[Supplied entries Boundary: Start]
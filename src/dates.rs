use std::ops::RangeInclusive;

use chrono::{Datelike, Duration, FixedOffset, NaiveDate, NaiveTime, Utc};
use once_cell::sync::Lazy;
use regex::Regex;

/// Full names come before abbreviations so alternation prefers the longest match.
const MONTH_ALTERNATION: &str = "january|february|march|april|may|june|july|august|september|\
october|november|december|jan|feb|mar|apr|jun|jul|aug|sept|sep|oct|nov|dec";

const FORMAT_TEMPLATES: &[&str] = &[
    "%B %d, %Y",
    "%b %d, %Y",
    "%d-%m-%Y",
    "%d/%m/%Y",
    "%m-%d-%Y",
    "%m/%d/%Y",
    "%Y-%m-%d",
    "%d %B %Y",
    "%d %b %Y",
    "%d %B, %Y",
    "%B %d %Y",
];

const PLAUSIBLE_YEARS: RangeInclusive<i32> = 1900..=2100;

const MICROS_PER_DAY: i64 = 86_400 * 1_000_000;

static WEEKDAY_PREFIX: Lazy<Regex> = Lazy::new(|| {
    Regex::new(r"(?i)^(?:monday|tuesday|wednesday|thursday|friday|saturday|sunday)\b\s*,?\s*")
        .expect("weekday prefix regex")
});

static MONTH_FIRST_RANGE: Lazy<Regex> = Lazy::new(|| {
    Regex::new(&format!(
        r"(?i)\b({MONTH_ALTERNATION})\s+(\d{{1,2}})\s*[-–]\s*(\d{{1,2}}),\s*(\d{{4}})\b"
    ))
    .expect("month-first range regex")
});

static DAY_FIRST_RANGE: Lazy<Regex> = Lazy::new(|| {
    Regex::new(&format!(
        r"(?i)\b(\d{{1,2}})\s*[-–]\s*(\d{{1,2}})\s+({MONTH_ALTERNATION})\b"
    ))
    .expect("day-first range regex")
});

static ORDINAL_SUFFIX: Lazy<Regex> = Lazy::new(|| {
    Regex::new(r"(?i)\b(\d{1,2})(?:st|nd|rd|th)\b").expect("ordinal suffix regex")
});

static EMBEDDED_MONTH_DAY_YEAR: Lazy<Regex> = Lazy::new(|| {
    Regex::new(&format!(
        r"(?i)\b({MONTH_ALTERNATION})\.?\s+(\d{{1,2}})(?:st|nd|rd|th)?\s*,?\s*(\d{{4}})\b"
    ))
    .expect("embedded month-day-year regex")
});

static EMBEDDED_DAY_MONTH_YEAR: Lazy<Regex> = Lazy::new(|| {
    Regex::new(&format!(
        r"(?i)\b(\d{{1,2}})(?:st|nd|rd|th)?\s+({MONTH_ALTERNATION})\.?\s*,?\s*(\d{{4}})\b"
    ))
    .expect("embedded day-month-year regex")
});

/// Parses a scraped deadline string into a calendar date.
///
/// Returns `None` for empty, placeholder ("TBD", "August", "November onwards")
/// or otherwise unrecognisable text. Never panics.
pub fn normalize_deadline_date(raw: &str) -> Option<NaiveDate> {
    let trimmed = raw.trim();
    if trimmed.is_empty() {
        return None;
    }

    let cleaned = clean_deadline_text(trimmed);

    parse_with_templates(&cleaned)
        .or_else(|| scan_month_day_year(&cleaned))
        .or_else(|| scan_day_month_year(&cleaned))
}

/// Weekday prefix and ordinal suffixes removed, ranges collapsed.
fn clean_deadline_text(text: &str) -> String {
    let text = WEEKDAY_PREFIX.replace(text, "");
    // Ordinals go first so "1st-3rd" reads as a range.
    let text = ORDINAL_SUFFIX.replace_all(&text, "${1}");
    // The end of a range is the binding date.
    let text = MONTH_FIRST_RANGE.replace(&text, "${1} ${3}, ${4}");
    let text = DAY_FIRST_RANGE.replace(&text, "${2} ${3}");
    text.trim().to_string()
}

fn parse_with_templates(text: &str) -> Option<NaiveDate> {
    FORMAT_TEMPLATES.iter().find_map(|template| {
        NaiveDate::parse_from_str(text, template)
            .ok()
            .filter(|date| PLAUSIBLE_YEARS.contains(&date.year()))
    })
}

fn scan_month_day_year(text: &str) -> Option<NaiveDate> {
    EMBEDDED_MONTH_DAY_YEAR.captures_iter(text).find_map(|caps| {
        build_date(&caps[3], month_number(&caps[1])?, &caps[2])
    })
}

fn scan_day_month_year(text: &str) -> Option<NaiveDate> {
    EMBEDDED_DAY_MONTH_YEAR.captures_iter(text).find_map(|caps| {
        build_date(&caps[3], month_number(&caps[2])?, &caps[1])
    })
}

fn build_date(year: &str, month: u32, day: &str) -> Option<NaiveDate> {
    let year: i32 = year.parse().ok()?;
    let day: u32 = day.parse().ok()?;
    if !PLAUSIBLE_YEARS.contains(&year) {
        return None;
    }
    NaiveDate::from_ymd_opt(year, month, day)
}

fn month_number(name: &str) -> Option<u32> {
    let prefix: String = name.chars().take(3).collect::<String>().to_ascii_lowercase();
    let month = match prefix.as_str() {
        "jan" => 1,
        "feb" => 2,
        "mar" => 3,
        "apr" => 4,
        "may" => 5,
        "jun" => 6,
        "jul" => 7,
        "aug" => 8,
        "sep" => 9,
        "oct" => 10,
        "nov" => 11,
        "dec" => 12,
        _ => return None,
    };
    Some(month)
}

/// "Today" plus the zone deadlines are interpreted in.
#[derive(Debug, Clone, Copy, PartialEq, Eq)]
pub struct DeadlineClock {
    pub today: NaiveDate,
    pub offset: FixedOffset,
}

impl DeadlineClock {
    pub fn now(offset: FixedOffset) -> Self {
        Self {
            today: Utc::now().with_timezone(&offset).date_naive(),
            offset,
        }
    }

    pub fn fixed(today: NaiveDate, offset: FixedOffset) -> Self {
        Self { today, offset }
    }

    /// Unix seconds at 23:59:59.999999 local time on `date`.
    pub fn end_of_day_timestamp(&self, date: NaiveDate) -> f64 {
        let next_midnight = self.local_midnight_micros(date) + MICROS_PER_DAY;
        (next_midnight - 1) as f64 / 1_000_000.0
    }

    /// Unix seconds at 00:00:00 local time today.
    pub fn start_of_today_timestamp(&self) -> f64 {
        self.local_midnight_micros(self.today) as f64 / 1_000_000.0
    }

    /// A deadline due today is still upcoming.
    pub fn is_past(&self, date: NaiveDate) -> bool {
        self.end_of_day_timestamp(date) < self.start_of_today_timestamp()
    }

    fn local_midnight_micros(&self, date: NaiveDate) -> i64 {
        let local = date.and_time(NaiveTime::MIN);
        let utc = local - Duration::seconds(i64::from(self.offset.local_minus_utc()));
        utc.and_utc().timestamp_micros()
    }
}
[Supplied entries Boundary: End]
- What you have to do -
Within the data above, the lines from the one with "are interpreted in." to the one with "pub fn start_of_today_timestamp(&self)" must be repeated exactly; no other line belongs in the answer.

- Reply to the exercise -
/// "Today" plus the zone deadlines are interpreted in.
#[derive(Debug, Clone, Copy, PartialEq, Eq)]
pub struct DeadlineClock {
    pub today: NaiveDate,
    pub offset: FixedOffset,
}

impl DeadlineClock {
    pub fn now(offset: FixedOffset) -> Self {
        Self {
            today: Utc::now().with_timezone(&offset).date_naive(),
            offset,
        }
    }

    pub fn fixed(today: NaiveDate, offset: FixedOffset) -> Self {
        Self { today, offset }
    }

    /// Unix seconds at 23:59:59.999999 local time on `date`.
    pub fn end_of_day_timestamp(&self, date: NaiveDate) -> f64 {
        let next_midnight = self.local_midnight_micros(date) + MICROS_PER_DAY;
        (next_midnight - 1) as f64 / 1_000_000.0
    }

    /// Unix seconds at 00:00:00 local time today.
    pub fn start_of_today_timestamp(&self) -> f64 {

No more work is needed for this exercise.